### DATA TO USE

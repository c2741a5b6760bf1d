use thiserror::Error;

/// Every handler in the workspace reports failures through this type.
#[derive(Debug, Error)]
pub enum ViewError {
    #[error("missing or invalid configuration value {0}")]
    Configuration(String),

    #[error("invalid parameters: {0}")]
    InvalidParameters(String),

    #[error("no record found for {0}")]
    NotFound(String),

    #[error("record already exists for {0}")]
    Conflict(String),

    #[error("malformed payload: {0}")]
    Malformed(String),

    #[error("upstream call failed: {0}")]
    Upstream(String),
}

impl ViewError {
    pub fn status_code(&self) -> u16 {
        match self {
            ViewError::InvalidParameters(_) => 400,
            ViewError::NotFound(_) => 404,
            ViewError::Conflict(_) => 409,
            ViewError::Malformed(_) => 422,
            ViewError::Configuration(_) => 500,
            ViewError::Upstream(_) => 502,
        }
    }
}

impl From<serde_json::Error> for ViewError {
    fn from(e: serde_json::Error) -> Self {
        ViewError::Malformed(e.to_string())
    }
}

pub type Result<T> = std::result::Result<T, ViewError>;

#[cfg(test)]
mod tests {
    use super::*;

    #[test]
    fn status_codes_follow_taxonomy() {
        assert_eq!(ViewError::InvalidParameters("userId".into()).status_code(), 400);
        assert_eq!(ViewError::NotFound("u1".into()).status_code(), 404);
        assert_eq!(ViewError::Conflict("u1".into()).status_code(), 409);
        assert_eq!(ViewError::Configuration("TABLE_NAME".into()).status_code(), 500);
        assert_eq!(ViewError::Upstream("timeout".into()).status_code(), 502);
    }

    #[test]
    fn configuration_error_names_the_variable() {
        let e = ViewError::Configuration("TABLE_NAME".into());
        assert_eq!(e.to_string(), "missing or invalid configuration value TABLE_NAME");
    }
}
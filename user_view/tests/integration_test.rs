use aws_sdk_dynamodb::types::AttributeValue;
use common::MemoryStore;
use lambda_runtime::LambdaEvent;
use serde_json::json;
use std::collections::HashMap;
use user_view::{function_handler, GetUserViewRequest, SCORE_VIEW, USER_KEY, WINS_VIEW};

fn block_on<F: std::future::Future>(future: F) -> F::Output {
    tokio::runtime::Builder::new_current_thread()
        .enable_all()
        .build()
        .unwrap()
        .block_on(future)
}

fn store() -> MemoryStore {
    let store = MemoryStore::new(USER_KEY);
    store.insert(HashMap::from([
        ("userId".to_string(), AttributeValue::S("u1".into())),
        ("wins".to_string(), AttributeValue::N("5".into())),
        ("topScore".to_string(), AttributeValue::N("99".into())),
        ("email".to_string(), AttributeValue::S("u1@example.com".into()))
    ]));
    store
}

fn event(user_id: Option<&str>) -> LambdaEvent<GetUserViewRequest> {
    LambdaEvent {
        payload: GetUserViewRequest { user_id: user_id.map(String::from) },
        context: Default::default()
    }
}

#[test]
fn test_views_share_one_table() {
    let store = store();
    let wins = block_on(function_handler(&store, &WINS_VIEW, event(Some("u1")))).unwrap();
    let score = block_on(function_handler(&store, &SCORE_VIEW, event(Some("u1")))).unwrap();
    assert_eq!(wins, json!({"userId": "u1", "wins": 5}));
    assert_eq!(score, json!({"userId": "u1", "topScore": 99}));
}

#[test]
fn test_failures_propagate() {
    let store = store();
    let missing = block_on(function_handler(&store, &WINS_VIEW, event(None)));
    assert!(missing.unwrap_err().to_string().contains("userId is required"));
    let unknown = block_on(function_handler(&store, &WINS_VIEW, event(Some("u9"))));
    assert!(unknown.unwrap_err().to_string().contains("no record found"));
    assert_eq!(store.calls(), 1);
}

### AIM OF THE TASK
All of the entries above must be quoted exactly.

### RESULT OF THE EXERCISE
repository c2741a5b6760bf1d
use thiserror::Error;

/// Every handler in the workspace reports failures through this type.
#[derive(Debug, Error)]
pub enum ViewError {
    #[error("missing or invalid configuration value {0}")]
    Configuration(String),

    #[error("invalid parameters: {0}")]
    InvalidParameters(String),

    #[error("no record found for {0}")]
    NotFound(String),

    #[error("record already exists for {0}")]
    Conflict(String),

    #[error("malformed payload: {0}")]
    Malformed(String),

    #[error("upstream call failed: {0}")]
    Upstream(String),
}

impl ViewError {
    pub fn status_code(&self) -> u16 {
        match self {
            ViewError::InvalidParameters(_) => 400,
            ViewError::NotFound(_) => 404,
            ViewError::Conflict(_) => 409,
            ViewError::Malformed(_) => 422,
            ViewError::Configuration(_) => 500,
            ViewError::Upstream(_) => 502,
        }
    }
}

impl From<serde_json::Error> for ViewError {
    fn from(e: serde_json::Error) -> Self {
        ViewError::Malformed(e.to_string())
    }
}

pub type Result<T> = std::result::Result<T, ViewError>;

#[cfg(test)]
mod tests {
    use super::*;

    #[test]
    fn status_codes_follow_taxonomy() {
        assert_eq!(ViewError::InvalidParameters("userId".into()).status_code(), 400);
        assert_eq!(ViewError::NotFound("u1".into()).status_code(), 404);
        assert_eq!(ViewError::Conflict("u1".into()).status_code(), 409);
        assert_eq!(ViewError::Configuration("TABLE_NAME".into()).status_code(), 500);
        assert_eq!(ViewError::Upstream("timeout".into()).status_code(), 502);
    }

    #[test]
    fn configuration_error_names_the_variable() {
        let e = ViewError::Configuration("TABLE_NAME".into());
        assert_eq!(e.to_string(), "missing or invalid configuration value TABLE_NAME");
    }
}
filename user_view/tests/integration_test.rs
use aws_sdk_dynamodb::types::AttributeValue;
use common::MemoryStore;
use lambda_runtime::LambdaEvent;
use serde_json::json;
use std::collections::HashMap;
use user_view::{function_handler, GetUserViewRequest, SCORE_VIEW, USER_KEY, WINS_VIEW};

fn block_on<F: std::future::Future>(future: F) -> F::Output {
    tokio::runtime::Builder::new_current_thread()
        .enable_all()
        .build()
        .unwrap()
        .block_on(future)
}

fn store() -> MemoryStore {
    let store = MemoryStore::new(USER_KEY);
    store.insert(HashMap::from([
        ("userId".to_string(), AttributeValue::S("u1".into())),
        ("wins".to_string(), AttributeValue::N("5".into())),
        ("topScore".to_string(), AttributeValue::N("99".into())),
        ("email".to_string(), AttributeValue::S("u1@example.com".into()))
    ]));
    store
}

fn event(user_id: Option<&str>) -> LambdaEvent<GetUserViewRequest> {
    LambdaEvent {
        payload: GetUserViewRequest { user_id: user_id.map(String::from) },
        context: Default::default()
    }
}

#[test]
fn test_views_share_one_table() {
    let store = store();
    let wins = block_on(function_handler(&store, &WINS_VIEW, event(Some("u1")))).unwrap();
    let score = block_on(function_handler(&store, &SCORE_VIEW, event(Some("u1")))).unwrap();
    assert_eq!(wins, json!({"userId": "u1", "wins": 5}));
    assert_eq!(score, json!({"userId": "u1", "topScore": 99}));
}

#[test]
fn test_failures_propagate() {
    let store = store();
    let missing = block_on(function_handler(&store, &WINS_VIEW, event(None)));
    assert!(missing.unwrap_err().to_string().contains("userId is required"));
    let unknown = block_on(function_handler(&store, &WINS_VIEW, event(Some("u9"))));
    assert!(unknown.unwrap_err().to_string().contains("no record found"));
    assert_eq!(store.calls(), 1);
}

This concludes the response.